The ν1 and ν2 + ν4 bands in the infrared spectrum of HN3

Abstract

The ν 1 fundamental (3339 cm -1) and the ν 2 + ν 4 combination band (3251 cm -1) in the infrared spectrum of NH 3 have been analyzed from high-resolution Fourier transform spectra. Extensive perturbations in ν 2 + ν 4 have been assigned to interactions with ν 2 + ν 5 + ν 6 (A″) on the basis of detailed intensity considerations: it is found that the matrix element between the two vibrational states is roughly proportional to K, which indicates an a-axis Coriolis mechanism.

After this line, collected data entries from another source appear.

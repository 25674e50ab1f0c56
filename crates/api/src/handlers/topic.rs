//! Handlers for the topic hierarchy and versioning endpoints.
//!
//! Provides topic CRUD, structural views (children, ancestors, subtree,
//! path), version history and point-in-time reads.

use axum::extract::{Path, Query, State};
use axum::http::StatusCode;
use axum::response::IntoResponse;
use axum::Json;

use kb_core::ancestry::{ancestors_of, ensure_valid_parent};
use kb_core::deletion::delete_topic;
use kb_core::error::CoreError;
use kb_core::pagination::TopicPageRequest;
use kb_core::path::find_topic_path;
use kb_core::topic::{validate_content, validate_name, Topic, TopicHistoryEntry};
use kb_core::tree::build_topic_tree;
use kb_core::types::{new_id, DbId};
use kb_core::versioning::resolve_topic_version;
use kb_db::models::topic::{CreateTopic, TopicPage, UpdateTopic};
use kb_db::repositories::{TopicHistoryRepo, TopicRepo};

use crate::error::{AppError, AppResult};
use crate::query::{ListParams, PathParams};
use crate::response::DataResponse;
use crate::state::AppState;

/* --------------------------------------------------------------------------
Helpers
-------------------------------------------------------------------------- */

/// Fetch a topic by id or return 404.
async fn ensure_topic(pool: &sqlx::PgPool, id: DbId) -> AppResult<Topic> {
    TopicRepo::find_by_id(pool, id)
        .await?
        .ok_or_else(|| AppError::Core(CoreError::topic_not_found(id)))
}

/* --------------------------------------------------------------------------
Topic CRUD
-------------------------------------------------------------------------- */

/// GET /topics
///
/// Paginated listing with the unpaginated total.
pub async fn list_topics(
    State(state): State<AppState>,
    Query(params): Query<ListParams>,
) -> AppResult<impl IntoResponse> {
    let page = TopicPageRequest::parse(
        params.limit,
        params.offset,
        params.order_by.as_deref(),
        params.order_direction.as_deref(),
    )?;

    let items = TopicRepo::get_paginated_topics(&state.pool, &page).await?;
    let total = TopicRepo::get_total_topics_count(&state.pool).await?;

    Ok(Json(DataResponse {
        data: TopicPage {
            items,
            total,
            limit: page.limit,
            offset: page.offset,
        },
    }))
}

/// POST /topics
///
/// Create a topic at version 1, optionally under an existing parent.
pub async fn create_topic(
    State(state): State<AppState>,
    Json(input): Json<CreateTopic>,
) -> AppResult<impl IntoResponse> {
    validate_name(&input.name)?;
    validate_content(&input.content)?;

    if let Some(parent_id) = input.parent_topic_id {
        ensure_valid_parent(&state.topic_store(), None, parent_id).await?;
    }

    let topic = Topic::create(
        new_id(),
        input.name,
        input.content,
        input.parent_topic_id,
    );
    let topic = TopicRepo::create(&state.pool, &topic).await?;

    tracing::info!(
        created_by = %input.created_by,
        topic_id = %topic.id,
        parent_topic_id = ?topic.parent_topic_id,
        "Topic created"
    );

    Ok((StatusCode::CREATED, Json(DataResponse { data: topic })))
}

/// GET /topics/{id}
pub async fn get_topic(
    State(state): State<AppState>,
    Path(id): Path<DbId>,
) -> AppResult<impl IntoResponse> {
    let topic = ensure_topic(&state.pool, id).await?;
    Ok(Json(DataResponse { data: topic }))
}

/// PUT /topics/{id}
///
/// Partial update. Captures the pre-update state into history and bumps the
/// version in a single transaction. The parent check here gives early errors;
/// the transaction repeats it under the hierarchy lock.
pub async fn update_topic(
    State(state): State<AppState>,
    Path(id): Path<DbId>,
    Json(input): Json<UpdateTopic>,
) -> AppResult<impl IntoResponse> {
    ensure_topic(&state.pool, id).await?;

    if let Some(ref name) = input.name {
        validate_name(name)?;
    }
    if let Some(ref content) = input.content {
        validate_content(content)?;
    }
    if let Some(Some(parent_id)) = input.parent_topic_id {
        ensure_valid_parent(&state.topic_store(), Some(id), parent_id).await?;
    }

    let topic = TopicRepo::update_with_history(&state.pool, id, input.changes()).await?;

    tracing::info!(
        updated_by = %input.updated_by,
        topic_id = %topic.id,
        version = topic.version,
        "Topic updated"
    );

    Ok(Json(DataResponse { data: topic }))
}

/// DELETE /topics/{id}
///
/// Rejected with 409 while the topic has children. Attached resources are
/// removed before the topic itself.
pub async fn remove_topic(
    State(state): State<AppState>,
    Path(id): Path<DbId>,
) -> AppResult<impl IntoResponse> {
    let topic = delete_topic(&state.topic_store(), &state.resource_cleaner(), id).await?;

    tracing::info!(topic_id = %topic.id, version = topic.version, "Topic deleted");

    Ok(StatusCode::NO_CONTENT)
}

/* --------------------------------------------------------------------------
Structure
-------------------------------------------------------------------------- */

/// GET /topics/roots
pub async fn list_root_topics(State(state): State<AppState>) -> AppResult<impl IntoResponse> {
    let roots = TopicRepo::find_roots(&state.pool).await?;
    Ok(Json(DataResponse { data: roots }))
}

/// GET /topics/{id}/children
///
/// Direct children only.
pub async fn list_children(
    State(state): State<AppState>,
    Path(id): Path<DbId>,
) -> AppResult<impl IntoResponse> {
    ensure_topic(&state.pool, id).await?;
    let children = TopicRepo::find_by_parent_id(&state.pool, id).await?;
    Ok(Json(DataResponse { data: children }))
}

/// GET /topics/{id}/ancestors
///
/// Ancestor ids, nearest parent first.
pub async fn list_ancestors(
    State(state): State<AppState>,
    Path(id): Path<DbId>,
) -> AppResult<impl IntoResponse> {
    let ancestors = ancestors_of(&state.topic_store(), id).await?;
    Ok(Json(DataResponse { data: ancestors }))
}

/// GET /topics/{id}/tree
pub async fn get_topic_tree(
    State(state): State<AppState>,
    Path(id): Path<DbId>,
) -> AppResult<impl IntoResponse> {
    let tree = build_topic_tree(&state.topic_store(), id).await?;
    Ok(Json(DataResponse { data: tree }))
}

/// GET /topics/path?start=&end=
///
/// Ids from `start` down to `end`, or an empty list when unreachable.
pub async fn get_topic_path(
    State(state): State<AppState>,
    Query(params): Query<PathParams>,
) -> AppResult<impl IntoResponse> {
    let path = find_topic_path(&state.topic_store(), params.start, params.end).await?;
    Ok(Json(DataResponse { data: path }))
}

/* --------------------------------------------------------------------------
Versions
-------------------------------------------------------------------------- */

/// GET /topics/{id}/history
///
/// Captured versions, newest first.
pub async fn list_history(
    State(state): State<AppState>,
    Path(id): Path<DbId>,
) -> AppResult<impl IntoResponse> {
    ensure_topic(&state.pool, id).await?;
    let history = TopicHistoryRepo::list_by_topic(&state.pool, id).await?;
    let entries: Vec<TopicHistoryEntry> = history.iter().map(TopicHistoryEntry::from).collect();
    Ok(Json(DataResponse { data: entries }))
}

/// GET /topics/{id}/versions/{version}
pub async fn get_topic_version(
    State(state): State<AppState>,
    Path((id, version)): Path<(DbId, i32)>,
) -> AppResult<impl IntoResponse> {
    if version < 1 {
        return Err(AppError::BadRequest(format!(
            "Version must be at least 1, got {version}"
        )));
    }
    let snapshot = resolve_topic_version(&state.topic_store(), id, version).await?;
    Ok(Json(DataResponse { data: snapshot }))
}
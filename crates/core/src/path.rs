//! Path search between two topics.

use std::collections::{HashMap, HashSet};

use crate::error::CoreError;
use crate::store::TopicStore;
use crate::types::DbId;

/// Find the downward path from `start_id` to `end_id`, both inclusive.
///
/// Depth-first over [`TopicStore::find_sub_topics`], children visited in
/// store order, first hit wins. Returns an empty vec when `end_id` is not
/// below `start_id` or `start_id` does not exist. `start_id == end_id`
/// yields `[start_id]` only if that topic exists.
pub async fn find_topic_path<S>(
    store: &S,
    start_id: DbId,
    end_id: DbId,
) -> Result<Vec<DbId>, CoreError>
where
    S: TopicStore + ?Sized,
{
    let mut visited: HashSet<DbId> = HashSet::new();
    let mut came_from: HashMap<DbId, DbId> = HashMap::new();
    let mut stack: Vec<(DbId, Option<DbId>)> = vec![(start_id, None)];

    while let Some((current, from)) = stack.pop() {
        if !visited.insert(current) {
            continue;
        }
        if store.find_by_id(current).await?.is_none() {
            continue;
        }
        if let Some(from) = from {
            came_from.insert(current, from);
        }

        if current == end_id {
            let path = unwind(&came_from, start_id, end_id);
            tracing::debug!(
                start_id = %start_id,
                end_id = %end_id,
                length = path.len(),
                visited = visited.len(),
                "Found topic path"
            );
            return Ok(path);
        }

        let children = store.find_sub_topics(current).await?;
        for child in children.iter().rev() {
            if !visited.contains(&child.id) {
                stack.push((child.id, Some(current)));
            }
        }
    }

    tracing::debug!(
        start_id = %start_id,
        end_id = %end_id,
        visited = visited.len(),
        "No topic path"
    );
    Ok(Vec::new())
}

fn unwind(came_from: &HashMap<DbId, DbId>, start_id: DbId, end_id: DbId) -> Vec<DbId> {
    let mut path = vec![end_id];
    let mut cursor = end_id;
    while cursor != start_id {
        match came_from.get(&cursor) {
            Some(&previous) => {
                path.push(previous);
                cursor = previous;
            }
            None => break,
        }
    }
    path.reverse();
    path
}

#[cfg(test)]
mod tests {
    use super::*;
    use crate::test_support::MemoryTopicStore;
    use crate::types::new_id;

    #[tokio::test]
    async fn same_id_returns_single_element() {
        let store = MemoryTopicStore::new();
        let topic = store.insert("Solo", None);

        let path = find_topic_path(&store, topic.id, topic.id).await.unwrap();
        assert_eq!(path, vec![topic.id]);
    }

    #[tokio::test]
    async fn same_id_that_does_not_exist_returns_empty() {
        let store = MemoryTopicStore::new();
        let ghost = new_id();

        let path = find_topic_path(&store, ghost, ghost).await.unwrap();
        assert!(path.is_empty());
    }

    #[tokio::test]
    async fn parent_to_child() {
        let store = MemoryTopicStore::new();
        let parent = store.insert("P", None);
        let child = store.insert("C", Some(parent.id));

        let path = find_topic_path(&store, parent.id, child.id).await.unwrap();
        assert_eq!(path, vec![parent.id, child.id]);
    }

    #[tokio::test]
    async fn root_to_deep_leaf_in_root_to_leaf_order() {
        let store = MemoryTopicStore::new();
        let root = store.insert("Root", None);
        let decoy = store.insert("Decoy", Some(root.id));
        store.insert("Decoy leaf", Some(decoy.id));
        let branch = store.insert("Branch", Some(root.id));
        let leaf = store.insert("Leaf", Some(branch.id));

        let path = find_topic_path(&store, root.id, leaf.id).await.unwrap();
        assert_eq!(path, vec![root.id, branch.id, leaf.id]);
    }

    #[tokio::test]
    async fn unrelated_leaf_has_no_path() {
        let store = MemoryTopicStore::new();
        let root = store.insert("Root", None);
        let leaf = store.insert("Leaf", Some(root.id));
        let other = store.insert("Other root", None);

        let path = find_topic_path(&store, leaf.id, other.id).await.unwrap();
        assert!(path.is_empty());
    }

    #[tokio::test]
    async fn search_only_goes_downward() {
        let store = MemoryTopicStore::new();
        let parent = store.insert("P", None);
        let child = store.insert("C", Some(parent.id));

        let path = find_topic_path(&store, child.id, parent.id).await.unwrap();
        assert!(path.is_empty());
    }

    #[tokio::test]
    async fn missing_start_returns_empty() {
        let store = MemoryTopicStore::new();
        let target = store.insert("Target", None);

        let path = find_topic_path(&store, new_id(), target.id).await.unwrap();
        assert!(path.is_empty());
    }

    #[tokio::test]
    async fn visited_set_stops_corrupted_cycles() {
        let store = MemoryTopicStore::new();
        let a = store.insert("A", None);
        let b = store.insert("B", Some(a.id));
        store.force_parent(a.id, Some(b.id));
        let unreachable = store.insert("Elsewhere", None);

        let path = find_topic_path(&store, a.id, unreachable.id).await.unwrap();
        assert!(path.is_empty());
        assert!(store.contains(a.id));
    }
}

Although the ν 2 + ν 5 + ν 6 level has A″ symmetry it gives rise to an apparently normal A0type band (except for the absence of K = 0), where even the K = 1 asymmetry splitting is reversed so that it is in the sense expected for an A′ level. The reason for this reversal is shown to be the unusually strong Coriolis interaction between ν 5 and ν 6, caused by the large A-rotational constant: the central member of a Coriolis triad such as [2ν 5(A′), ν 5 + ν 6(A″), and 2ν 6(A′)] becomes so distorted that its rotational structure resembles that of an A′ level. Data from the B-type component of ν 1 have been used to derive a highly accurate set of effective ground state constants for K ≤ 7; these however contain various high-order centrifugal distortion terms because they do not explicitly consider the centrifugal distortion resonance that affects the very high K″ levels. © 1988.